/Crop-Yield-Prediction

Machine learning (ML) models were engineered after processing agricultural data and Regression models were deployed to predict the yield of 4 major crops. The developed models were then compared with each other to obtain the best performing model.

Primary LanguageJupyter Notebook

Crop-Yield-Prediction 🌱

Description

Crop yield prediction remains one of the most challenging tasks in agriculture as it affects decision making at global, regional, and field levels. The prediction of crop yield is based on several factors such as soil, meteorological, environmental, and crop parameters. Due to the colossal effect agriculture has on the economy of the country, data-driven prediction models need to be developed. Against this background, machine learning (ML) models were engineered after processing agricultural data and Regression models were deployed to predict the yield. The developed models were then compared with each other to obtain the best performing model.

Dataset

The yield data with corresponding fertilizer usage and export quantity data obtained from the FAOSTAT database was combined with pertaining to the climatic conditions of each year, obtained from Climate Change Knowledge portal and 4 features, namely - Precipitation, Temperature (avg), Export Quantity, and Fertilizer Used were used to train the ML models.

ML Models

In order to predict the crop yield for each crop, regression models were deployed, whose task is the prediction of the dependent variable with the help of other independent variables.

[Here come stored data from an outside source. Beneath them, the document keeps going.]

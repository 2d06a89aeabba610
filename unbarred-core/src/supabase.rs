//! Thin HTTP client for a hosted Supabase project.
//!
//! Shared by the embedder (edge functions) and the document store (REST
//! gateway and RPC). Built once from [`StoreConfig`] and cloned cheaply.

use crate::config::StoreConfig;
use reqwest::header::{HeaderMap, HeaderValue, AUTHORIZATION};
use reqwest::{Method, RequestBuilder};
use std::time::Duration;

#[derive(Debug, Clone)]
pub struct SupabaseClient {
    base_url: String,
    api_key: String,
    http_client: reqwest::Client,
}

impl SupabaseClient {
    pub fn new(config: &StoreConfig) -> reqwest::Result<Self> {
        let http_client = reqwest::Client::builder()
            .timeout(Duration::from_secs(config.timeout_secs.max(1)))
            .build()?;

        Ok(Self {
            base_url: config.url.trim_end_matches('/').to_string(),
            api_key: config.api_key.clone(),
            http_client,
        })
    }

    /// URL of an edge function.
    pub fn function_url(&self, name: &str) -> String {
        format!("{}/functions/v1/{}", self.base_url, name)
    }

    /// URL of a table or RPC under the REST gateway.
    pub fn rest_url(&self, path: &str) -> String {
        format!("{}/rest/v1/{}", self.base_url, path.trim_start_matches('/'))
    }

    /// Starts a request carrying the project's API key.
    pub fn request(&self, method: Method, url: &str) -> RequestBuilder {
        self.http_client.request(method, url).headers(self.auth_headers())
    }

    fn auth_headers(&self) -> HeaderMap {
        let mut headers = HeaderMap::new();
        if let Ok(value) = HeaderValue::from_str(&self.api_key) {
            headers.insert("apikey", value);
        }
        if let Ok(value) = HeaderValue::from_str(&format!("Bearer {}", self.api_key)) {
            headers.insert(AUTHORIZATION, value);
        }
        headers
    }
}

#[cfg(test)]
mod tests {
    use super::*;

    fn client() -> SupabaseClient {
        let config = StoreConfig {
            url: "https://project.supabase.co/".to_string(),
            api_key: "anon".to_string(),
            ..StoreConfig::default()
        };
        SupabaseClient::new(&config).unwrap()
    }

    #[test]
    fn test_urls() {
        let client = client();
        assert_eq!(
            client.function_url("generate-embeddings"),
            "https://project.supabase.co/functions/v1/generate-embeddings"
        );
        assert_eq!(
            client.rest_url("/rpc/match_documents"),
            "https://project.supabase.co/rest/v1/rpc/match_documents"
        );
    }

    #[test]
    fn test_auth_headers() {
        let headers = client().auth_headers();
        assert_eq!(headers.get("apikey").unwrap(), "anon");
        assert_eq!(headers.get(AUTHORIZATION).unwrap(), "Bearer anon");
    }
}
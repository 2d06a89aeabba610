//! Supported California jurisdictions.

use serde::{Deserialize, Serialize};
use std::fmt;

/// Label used when no supported jurisdiction was selected.
pub const UNSPECIFIED_LABEL: &str = "Unspecified jurisdiction";

/// A county or city whose local code is indexed.
#[derive(Debug, Clone, Copy, PartialEq, Eq, Hash, Serialize, Deserialize)]
#[serde(rename_all = "snake_case")]
pub enum Jurisdiction {
    AlamedaCounty,
    CalaverasCounty,
    SierraMadre,
}

impl Jurisdiction {
    pub const ALL: [Jurisdiction; 3] = [
        Jurisdiction::AlamedaCounty,
        Jurisdiction::CalaverasCounty,
        Jurisdiction::SierraMadre,
    ];

    /// Stable identifier used by the front end.
    pub fn key(self) -> &'static str {
        match self {
            Jurisdiction::AlamedaCounty => "alameda",
            Jurisdiction::CalaverasCounty => "calaveras",
            Jurisdiction::SierraMadre => "sierra_madre",
        }
    }

    /// Human-readable name, also the value stored in the documents' jurisdiction column.
    pub fn label(self) -> &'static str {
        match self {
            Jurisdiction::AlamedaCounty => "Alameda County",
            Jurisdiction::CalaverasCounty => "Calaveras County",
            Jurisdiction::SierraMadre => "Sierra Madre",
        }
    }

    /// Kind of government the code belongs to, shown in the prompt's list.
    pub fn kind(self) -> &'static str {
        match self {
            Jurisdiction::AlamedaCounty | Jurisdiction::CalaverasCounty => "County",
            Jurisdiction::SierraMadre => "City",
        }
    }

    /// Resolves a key or label, ignoring case and treating `_`, `-` and spaces alike.
    pub fn parse(input: &str) -> Option<Self> {
        let wanted = normalize(input);
        if wanted.is_empty() {
            return None;
        }
        Self::ALL.into_iter().find(|j| {
            let label = normalize(j.label());
            wanted == normalize(j.key())
                || wanted == label
                || label.strip_suffix(" county").is_some_and(|short| wanted == short)
        })
    }
}

impl fmt::Display for Jurisdiction {
    fn fmt(&self, f: &mut fmt::Formatter<'_>) -> fmt::Result {
        f.write_str(self.label())
    }
}

/// Label for an optional identifier; unknown or missing ones get [`UNSPECIFIED_LABEL`].
pub fn label_for(id: Option<&str>) -> &'static str {
    id.and_then(Jurisdiction::parse)
        .map(Jurisdiction::label)
        .unwrap_or(UNSPECIFIED_LABEL)
}

fn normalize(input: &str) -> String {
    input
        .trim()
        .to_lowercase()
        .split(|c: char| c == '_' || c == '-' || c.is_whitespace())
        .filter(|part| !part.is_empty())
        .collect::<Vec<_>>()
        .join(" ")
}

#[cfg(test)]
mod tests {
    use super::*;

    #[test]
    fn test_every_jurisdiction_has_label() {
        for j in Jurisdiction::ALL {
            assert!(!j.label().is_empty());
            assert_eq!(label_for(Some(j.key())), j.label());
        }
    }

    #[test]
    fn test_parse_accepts_labels_and_keys() {
        assert_eq!(Jurisdiction::parse("Alameda County"), Some(Jurisdiction::AlamedaCounty));
        assert_eq!(Jurisdiction::parse("alameda"), Some(Jurisdiction::AlamedaCounty));
        assert_eq!(Jurisdiction::parse("Sierra_Madre"), Some(Jurisdiction::SierraMadre));
        assert_eq!(Jurisdiction::parse("  CALAVERAS-county "), Some(Jurisdiction::CalaverasCounty));
    }

    #[test]
    fn test_unknown_resolves_to_placeholder() {
        assert_eq!(label_for(Some("Orange County")), UNSPECIFIED_LABEL);
        assert_eq!(label_for(Some("")), UNSPECIFIED_LABEL);
        assert_eq!(label_for(None), UNSPECIFIED_LABEL);
    }
}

Keeping ‘Crop’ as the ground truth value along with the 4 feature columns, five regression models, namely - Multivariate Linear Regression, Shrinkage methods (Ridge and Lasso regression), k-nearest neighbors, Decision Tree and Artificial Neural Networks were trained.

Against the optimum performance standards for this task, after observation and evaluation of the metrics of the regressors, Decision Tree regressor exhibited best performance.

The analysis thus retrieved can be used as a basic prototype by the agricultural industry for further research by using better data, advanced pre-processing techniques and machine learning models.